Extended Data Fig. 1 Structural propensities and conformational exchange in JIP1-SH3.

a, 1H–15N HSQC spectrum of JIP1-SH3 at 25 °C with labels indicating assignments. Horizontal lines connect side chain resonances. b, Secondary structure propensities of JIP1-SH3 calculated from experimental 13Cα and 13Cβ chemical shifts at 25 °C. The position of secondary structure elements is indicated, as observed in the crystal structure of JIP1-SH3 (PDB: 2FPE). c, Differential scanning fluorimetry (DSF) melting curve for JIP1-SH3 (RFU – relative fluorescence unit). d, Conformational exchange contributions, REX, extracted from 15N CPMG relaxation dispersion data acquired at 15 °C of JIP1-SH3 (blue – 850 MHz, red – 600 MHz) and JIP1-SH3(Y526A) (orange – 700 MHz) as the difference between R2eff at low (31 Hz) and high (1 kHz) CPMG frequencies. e, Exchange contributions, REX, extracted from 1HN CPMG relaxation dispersion data acquired at 15 °C of JIP1-SH3 (blue – 950 MHz, red – 600 MHz) and JIP1-SH3(Y526A) (orange – 600 MHz) as the difference between R2eff at low (50 Hz) and high (2 kHz) CPMG frequencies. f, Structure of the dimeric SH3 domain of JIP1 with Y526 shown in cyan. Residues with exchange contributions (15N REX > 3 s−1 and 1HN REX > 10 s−1) are shown as spheres with colours indicating their position in the primary sequence (region 1 – green, region 2 – red, region 3 – blue). The residues showing 15N and 1HN exchange contributions are represented separately on each monomer.

Extended Data Fig. 2 Lipari–Szabo model-free analysis of 15N relaxation data of JIP1-SH3.

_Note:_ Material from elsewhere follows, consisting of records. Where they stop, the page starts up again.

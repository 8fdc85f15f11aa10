//! Observable events emitted by the forwarder.

use serde::{Deserialize, Serialize};
use shared_types::{Address, Bytes};

/// Emitted after a forwarded call completed successfully.
#[derive(Clone, Debug, PartialEq, Eq, Serialize, Deserialize)]
pub struct MetaExecuted {
    /// Authenticated signer the call was performed for.
    pub from: Address,
    /// Call target.
    pub to: Address,
    /// Outcome of the forwarded call.
    pub success: bool,
    /// Return data of the forwarded call.
    pub output: Bytes,
}
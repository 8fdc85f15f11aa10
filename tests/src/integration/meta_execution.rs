//! # Meta-Execution Flows
//!
//! A signer constructs and signs a request, a relayer submits it, the
//! forwarder authenticates and dispatches it, and the registry sees the true
//! signer. These tests drive the full path.

#[cfg(test)]
mod tests {
    use crate::support::{
        content_hash, register_content_request, sign, TestBed, CLOCK_TIME, FORWARDER_ADDRESS,
        REGISTRY_ADDRESS,
    };
    use content_registry::prelude::*;
    use content_registry::wire;
    use relay_forwarder::prelude::*;
    use shared_crypto::Keypair;
    use shared_types::U256;

    /// Signer S with nonce 0 registers "h1" through relayer submission; the
    /// record is attributed to S, and S's counter advances to 1.
    #[test]
    fn test_signed_register_flows_through_forwarder() {
        let mut bed = TestBed::new();
        let signer = Keypair::generate();
        bed.authorize_publisher(signer.address());

        let request = register_content_request(signer.address(), 0, "h1", "T", "D");
        let signature = sign(&bed.forwarder, &signer, &request);

        let output = bed.execute(&request, &signature).unwrap();
        assert_eq!(
            wire::decode_response(output.as_slice()),
            Some(RegistryResponse::Ack)
        );

        let registry = bed.registry.borrow();
        let record = registry.get_content_data("h1").unwrap();
        assert_eq!(record.publisher, signer.address());
        assert_eq!(record.title, "T");
        assert_eq!(record.description, "D");
        assert_eq!(record.created_at, CLOCK_TIME);

        assert_eq!(bed.forwarder.get_nonce(signer.address()), 1);
        assert_eq!(bed.forwarder.events().len(), 1);
        assert_eq!(bed.forwarder.events()[0].from, signer.address());
        assert_eq!(bed.forwarder.events()[0].to, REGISTRY_ADDRESS);
    }

    /// The same (request, signature) pair submitted a second time fails and
    /// changes nothing.
    #[test]
    fn test_replay_is_rejected() {
        let mut bed = TestBed::new();
        let signer = Keypair::generate();
        bed.authorize_publisher(signer.address());

        let request = register_content_request(signer.address(), 0, "h1", "T", "D");
        let signature = sign(&bed.forwarder, &signer, &request);

        bed.execute(&request, &signature).unwrap();
        let err = bed.execute(&request, &signature).unwrap_err();

        assert_eq!(err, ForwarderError::AuthenticationFailed);
        assert_eq!(bed.forwarder.get_nonce(signer.address()), 1);
        assert_eq!(bed.registry.borrow().content_count(), 1);
    }

    /// The recorded publisher is the signer, never the forwarder (the
    /// registry's immediate caller on this path).
    #[test]
    fn test_record_never_attributes_the_forwarder() {
        let mut bed = TestBed::new();
        let signer = Keypair::generate();
        bed.authorize_publisher(signer.address());

        let hash = content_hash("identity preservation");
        let request = register_content_request(signer.address(), 0, &hash, "T", "D");
        let signature = sign(&bed.forwarder, &signer, &request);
        bed.execute(&request, &signature).unwrap();

        let registry = bed.registry.borrow();
        let record = registry.get_content_data(&hash).unwrap();
        assert_eq!(record.publisher, signer.address());
        assert_ne!(record.publisher, FORWARDER_ADDRESS);
    }

    /// Nonces execute strictly in order: a gap is rejected outright, and the
    /// sequence proceeds one at a time.
    #[test]
    fn test_nonces_execute_strictly_in_order() {
        let mut bed = TestBed::new();
        let signer = Keypair::generate();
        bed.authorize_publisher(signer.address());

        let ahead = register_content_request(signer.address(), 1, "h-ahead", "T", "D");
        let ahead_sig = sign(&bed.forwarder, &signer, &ahead);
        assert_eq!(
            bed.execute(&ahead, &ahead_sig).unwrap_err(),
            ForwarderError::AuthenticationFailed
        );

        let first = register_content_request(signer.address(), 0, "h0", "T", "D");
        let first_sig = sign(&bed.forwarder, &signer, &first);
        bed.execute(&first, &first_sig).unwrap();

        // The previously premature nonce-1 request is now current.
        bed.execute(&ahead, &ahead_sig).unwrap();
        assert_eq!(bed.forwarder.get_nonce(signer.address()), 2);
        assert_eq!(
            bed.registry.borrow().get_all_hashes(),
            &["h0".to_string(), "h-ahead".to_string()]
        );
    }

    /// The callee observes the forwarder as immediate caller and the
    /// request's value/gas ceilings and payload unchanged, with the signer's
    /// 20 bytes appended.
    #[test]
    fn test_call_fields_pass_through_unchanged() {
        let mut bed = TestBed::new();
        let signer = Keypair::generate();
        bed.authorize_publisher(signer.address());

        let mut request = register_content_request(signer.address(), 0, "h1", "T", "D");
        request.value = U256::from(42u64);
        request.gas = 77_000;
        let signature = sign(&bed.forwarder, &signer, &request);
        bed.execute(&request, &signature).unwrap();

        let seen = bed.dispatcher.last_request.clone().unwrap();
        assert_eq!(seen.caller, FORWARDER_ADDRESS);
        assert_eq!(seen.to, REGISTRY_ADDRESS);
        assert_eq!(seen.value, U256::from(42u64));
        assert_eq!(seen.gas_limit, 77_000);

        let input = seen.input.as_slice();
        assert_eq!(&input[..request.data.len()], request.data.as_slice());
        assert_eq!(&input[request.data.len()..], signer.address().as_bytes());
    }

    /// Read operations travel through the forwarder like any other call and
    /// consume the signer's nonce.
    #[test]
    fn test_views_travel_through_forwarder() {
        let mut bed = TestBed::new();
        let signer = Keypair::generate();
        bed.authorize_publisher(signer.address());

        let register = register_content_request(signer.address(), 0, "h1", "T", "D");
        let register_sig = sign(&bed.forwarder, &signer, &register);
        bed.execute(&register, &register_sig).unwrap();

        let mut view = register_content_request(signer.address(), 1, "unused", "", "");
        view.data = wire::encode_call(&RegistryCall::GetAllHashes);
        let view_sig = sign(&bed.forwarder, &signer, &view);
        let output = bed.execute(&view, &view_sig).unwrap();

        assert_eq!(
            wire::decode_response(output.as_slice()),
            Some(RegistryResponse::Hashes(vec!["h1".to_string()]))
        );
        assert_eq!(bed.forwarder.get_nonce(signer.address()), 2);
    }

    /// A failed downstream call bubbles its revert data verbatim and leaves
    /// the signer's counter untouched.
    #[test]
    fn test_downstream_failure_bubbles_and_discards_effects() {
        let mut bed = TestBed::new();
        let signer = Keypair::generate();
        // Deliberately not a publisher.

        let request = register_content_request(signer.address(), 0, "h1", "T", "D");
        let signature = sign(&bed.forwarder, &signer, &request);
        let err = bed.execute(&request, &signature).unwrap_err();

        match err {
            ForwarderError::ForwardedCallFailed {
                revert_data: Some(data),
            } => {
                assert_eq!(
                    wire::decode_error(data.as_slice()),
                    Some(RegistryError::Unauthorized)
                );
            }
            other => panic!("expected bubbled revert data, got {other:?}"),
        }
        assert_eq!(bed.forwarder.get_nonce(signer.address()), 0);
        assert_eq!(bed.registry.borrow().content_count(), 0);
        assert!(bed.forwarder.events().is_empty());
    }

    /// A target nobody is registered at fails with the generic marker.
    #[test]
    fn test_unknown_target_fails_generically() {
        let mut bed = TestBed::new();
        let signer = Keypair::generate();

        let mut request = register_content_request(signer.address(), 0, "h1", "T", "D");
        request.to = shared_types::Address::new([0x99; 20]);
        let signature = sign(&bed.forwarder, &signer, &request);

        assert_eq!(
            bed.execute(&request, &signature).unwrap_err(),
            ForwarderError::ForwardedCallFailed { revert_data: None }
        );
        assert_eq!(bed.forwarder.get_nonce(signer.address()), 0);
    }

    /// Counters are per signer; interleaved submissions do not interfere.
    #[test]
    fn test_signers_are_sequenced_independently() {
        let mut bed = TestBed::new();
        let alice = Keypair::generate();
        let bob = Keypair::generate();
        bed.authorize_publisher(alice.address());
        bed.authorize_publisher(bob.address());

        let a0 = register_content_request(alice.address(), 0, "a0", "T", "D");
        let a0_sig = sign(&bed.forwarder, &alice, &a0);
        let b0 = register_content_request(bob.address(), 0, "b0", "T", "D");
        let b0_sig = sign(&bed.forwarder, &bob, &b0);
        let a1 = register_content_request(alice.address(), 1, "a1", "T", "D");
        let a1_sig = sign(&bed.forwarder, &alice, &a1);

        bed.execute(&a0, &a0_sig).unwrap();
        bed.execute(&b0, &b0_sig).unwrap();
        bed.execute(&a1, &a1_sig).unwrap();

        assert_eq!(bed.forwarder.get_nonce(alice.address()), 2);
        assert_eq!(bed.forwarder.get_nonce(bob.address()), 1);
        assert_eq!(
            bed.registry.borrow().get_all_hashes(),
            &["a0".to_string(), "b0".to_string(), "a1".to_string()]
        );
    }
}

a, Region of the 1H–15N HSQC spectrum of JIP1-SH3 at temperatures ranging from 5 to 46 °C. b, Experimental 15N R2 (CPMG) relaxation rates at a 1H frequency of 600 MHz and four different temperatures. c, Experimental 15N R1 relaxation rates at a 1H frequency of 600 MHz and four different temperatures. d, Experimental {1H}-15N heteronuclear NOEs acquired at a 1H frequency of 600 MHz and 25 °C. Error bars in b–d represent one standard deviation (s.d.) derived from Monte Carlo simulations of experimental uncertainty. e, A model-free analysis of 15N R1, R2 and heteronuclear NOEs at 25 °C was carried out providing an axially symmetric diffusion tensor (Supplementary Discussion). The diffusion tensor is represented relative to the dimeric structure of JIP1-SH3. Distributions of axis orientations are shown as red dots and were determined from Monte Carlo simulations using Tensor275. f, Angular dependence of the R2/R1 ratios relative to the main axis of the diffusion tensor of JIP1-SH3. Only residues without exchange contributions to the transverse relaxation and for which the {1H}-15N NOE is above 0.7 were included in the analysis. Error bars are centred at experimental values and were propagated from the experimental uncertainty on R2 and R1. Orange squares are back-calculated values using the optimal tensor. g, Order parameters, S2, derived from the model-free analysis of the relaxation data at 25 °C. Error bars represent one standard deviation (s.d.) derived from Monte Carlo simulations as implemented in Tensor2. h, Conformational exchange contributions, REX, derived from the model-free analysis of the relaxation data at 25 °C. Green bars indicate residues that are located in the dimer interface of the SH3 domain as detected by the PISA server76.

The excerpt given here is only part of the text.